I don't have "charisma" or "self esteem".
I don't "own a toothbrush" or "let my scabs heal".
I can't "reach all the parts of my body".
When I sleep, I "sweat profusely".


(sorry......got excited)

*keels over, then limps off to lunch*

Marie P - take care of your neck.. I'd be very nervous about the osteopath, given that it sounds to me like you have a wry neck (my brother used to get these once a year or so), and I don't think sudden movement will help it.

Happy birthday to your brother.. I hope he does enjoy his party! You can tell him (not just from yourself, but from a friend) that being 30 is an amazing experience, and he should begin to look for the positive things about being 30. Is he interested in moving to New Zealand to meet an older woman? ;)

*notes Trillian's 30th down before she forgets.*

*Reads Man Poem* I could live without about half of those things.. anyone wanna be my man?

It's supposed to drizzle today. I hope it holds off because I'm going to be painting my fence. Whee!

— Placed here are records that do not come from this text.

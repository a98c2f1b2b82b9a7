//! PostGIS-backed spatial lookup.

use nearcast_core::environment::{NearbyShop, SpatialIndex};
use nearcast_core::error::SpatialError;
use sqlx::{PgPool, Row};
use std::future::Future;
use std::pin::Pin;

/// Hard cap on results per lookup, regardless of how dense the area is.
pub const MAX_RESULTS: i64 = 10;

/// Spatial index backed by a PostGIS `shops` table.
///
/// The `shops` table carries a `geom` geometry column in SRID 4326; distance
/// is computed on the geography cast so results are in meters. Rows come
/// back ordered by ascending distance, capped at [`MAX_RESULTS`].
pub struct PostgisSpatialIndex {
    pool: PgPool,
}

impl PostgisSpatialIndex {
    /// Create a spatial index over the given connection pool.
    #[must_use]
    pub const fn new(pool: PgPool) -> Self {
        Self { pool }
    }
}

impl SpatialIndex for PostgisSpatialIndex {
    fn find_nearby(
        &self,
        latitude: f64,
        longitude: f64,
        radius_m: f64,
    ) -> Pin<Box<dyn Future<Output = Result<Vec<NearbyShop>, SpatialError>> + Send + '_>> {
        Box::pin(async move {
            // ST_MakePoint takes (lon, lat).
            let rows = sqlx::query(
                r"
                SELECT
                    shop_id,
                    shop_name,
                    category,
                    ST_Distance(
                        geom::geography,
                        ST_SetSRID(ST_MakePoint($1, $2), 4326)::geography
                    ) AS distance
                FROM shops
                WHERE ST_Distance(
                    geom::geography,
                    ST_SetSRID(ST_MakePoint($1, $2), 4326)::geography
                ) <= $3
                ORDER BY distance
                LIMIT $4
                ",
            )
            .bind(longitude)
            .bind(latitude)
            .bind(radius_m)
            .bind(MAX_RESULTS)
            .fetch_all(&self.pool)
            .await
            .map_err(|e| SpatialError::Lookup(e.to_string()))?;

            let shops = rows
                .iter()
                .map(|row| NearbyShop {
                    shop_id: row.get("shop_id"),
                    shop_name: row.get("shop_name"),
                    category: row.get("category"),
                    distance: row.get("distance"),
                })
                .collect::<Vec<_>>();

            #[allow(clippy::cast_precision_loss)] // At most MAX_RESULTS rows
            metrics::histogram!("spatial.results_per_lookup").record(shops.len() as f64);

            Ok(shops)
        })
    }
}
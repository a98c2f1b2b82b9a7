//! Environment traits for the pipeline's external collaborators.
//!
//! All external dependencies are abstracted behind traits and injected into
//! the stages, so production adapters (PostGIS, the generation service, the
//! analytics store) and in-memory fakes are interchangeable.
//!
//! The traits use explicit `Pin<Box<dyn Future>>` returns instead of
//! `async fn` so they can be held as trait objects (`Arc<dyn SpatialIndex>`
//! and friends) by the stages.

use crate::error::{GeneratorError, SinkError, SpatialError};
use crate::events::NotificationEvent;
use serde::{Deserialize, Serialize};
use std::future::Future;
use std::pin::Pin;

/// One row returned by a spatial lookup.
#[derive(Debug, Clone, PartialEq, Serialize, Deserialize)]
pub struct NearbyShop {
    /// Shop identifier.
    pub shop_id: i64,
    /// Display name.
    pub shop_name: String,
    /// Shop category.
    pub category: String,
    /// Distance from the queried position, meters.
    pub distance: f64,
}

/// Geospatial "shops near a position" lookup.
///
/// Implementations return shops within `radius_m` meters of the position,
/// ordered by ascending distance and capped at 10 results.
pub trait SpatialIndex: Send + Sync {
    /// Find shops within `radius_m` meters of (`latitude`, `longitude`).
    ///
    /// # Errors
    ///
    /// Returns [`SpatialError::Lookup`] if the index is unreachable or the
    /// query fails. Callers treat this as transient and degrade to an empty
    /// result.
    fn find_nearby(
        &self,
        latitude: f64,
        longitude: f64,
        radius_m: f64,
    ) -> Pin<Box<dyn Future<Output = Result<Vec<NearbyShop>, SpatialError>> + Send + '_>>;
}

/// User profile attributes sent to the generation service.
#[derive(Debug, Clone, PartialEq, Serialize, Deserialize)]
pub struct UserAttributes {
    /// User age.
    pub age: u32,
    /// User profession.
    pub profession: String,
    /// Free-text interests.
    pub interests: String,
}

/// Point-of-interest attributes sent to the generation service.
#[derive(Debug, Clone, PartialEq, Serialize, Deserialize)]
pub struct PoiAttributes {
    /// Shop display name.
    pub name: String,
    /// Shop category.
    pub category: String,
    /// Distance-derived description shown to the model.
    pub description: String,
}

/// Request body for the external message generation service.
#[derive(Debug, Clone, PartialEq, Serialize, Deserialize)]
pub struct GeneratorRequest {
    /// Profile attributes for personalization.
    pub user: UserAttributes,
    /// The place the message is about.
    pub poi: PoiAttributes,
}

/// Response from the external message generation service.
#[derive(Debug, Clone, PartialEq, Serialize, Deserialize)]
pub struct GeneratedReply {
    /// The generated message text.
    pub message: String,
    /// Whether the service answered from its own cache.
    #[serde(default)]
    pub cached: bool,
}

/// Client for the external natural-language message generation service.
pub trait MessageGenerator: Send + Sync {
    /// Generate a personalized message for a (user, place) pair.
    ///
    /// # Errors
    ///
    /// Returns [`GeneratorError`] on transport failure, timeout, non-2xx
    /// status or an unparseable body. Callers fall back to a deterministic
    /// local message.
    fn generate(
        &self,
        request: &GeneratorRequest,
    ) -> Pin<Box<dyn Future<Output = Result<GeneratedReply, GeneratorError>> + Send + '_>>;
}

/// Durable, append-only sink for notification records.
pub trait AnalyticsSink: Send + Sync {
    /// Persist one notification record.
    ///
    /// # Errors
    ///
    /// Returns [`SinkError::Write`] if the write fails; the caller logs,
    /// counts and drops the record (no retry queue).
    fn store_notification(
        &self,
        event: &NotificationEvent,
    ) -> Pin<Box<dyn Future<Output = Result<(), SinkError>> + Send + '_>>;
}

Here's what Google thinks about today.

I'd rather have (heh heh I said have) any one of the MOAT men, but that's just me. :)

Oh, my aching spleen!

Wry neck? Why would it just now be bothering her? That's silly.

Marie, don't let Kaf push your panic buttons. Ask the doc about therapy that you can do to prevent the pain from recurring. Don't let him keep taking your money to "make adjustments" if he isn't going to treat the problem.

If you want, I'll come over and rub your neck for you. Of course, it's most effective if we're both naked at the time. No, really. I read that somewhere.

Could be worse, El.

*snork*, Crash.

It certainly could.

oooh, I'm having lunch with a Man today. Wish me luck. ;)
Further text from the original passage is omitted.